Iranianos em vários países do mundo têm protestado contra o regime
Foto: Michael Buholzer/EPA
O responsável máximo pela Justiça iraniana, Gholamhossein Mohseni-Ejei, anunciou esta quarta-feira julgamentos sumários e possíveis execuções para as pessoas detidas por terem participado nos recentes protestos contra o atual regime da República Islâmica persa.
O número de mortos nos protestos contra o regime do Irão subiu para pelo menos 2571, de acordo com a Agência de Notícias dos Ativistas pelos Direitos Humanos (HDRANA, na sigla em inglês), com sede nos Estados Unidos - 2403 eram manifestantes e 147 estavam ligados ao Governo.
O presidente norte-americano, Donald Trump, tem avisado que os Estados Unidos da América (EUA) podem intervir militarmente no caso de haver vítimas mortais dos protestos, após já terem apoiado a guerra de 12 dias de Israel contra Teerão, em junho.

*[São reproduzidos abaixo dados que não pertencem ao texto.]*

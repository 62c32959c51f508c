pub mod merge;
pub mod proxy;
pub mod store;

"Se quisermos fazer o trabalho, temos de fazê-lo já. Se quisermos fazer alguma coisa, temos que fazê-la rapidamente", disse Mohseni-Ejei, acrescentando que, "se demorar dois ou três meses, não terá o mesmo efeito".
Trump declarou mais recentemente que se as autoridades iranianas "fizerem algo assim", os EUA vão "tomar medidas muito fortes".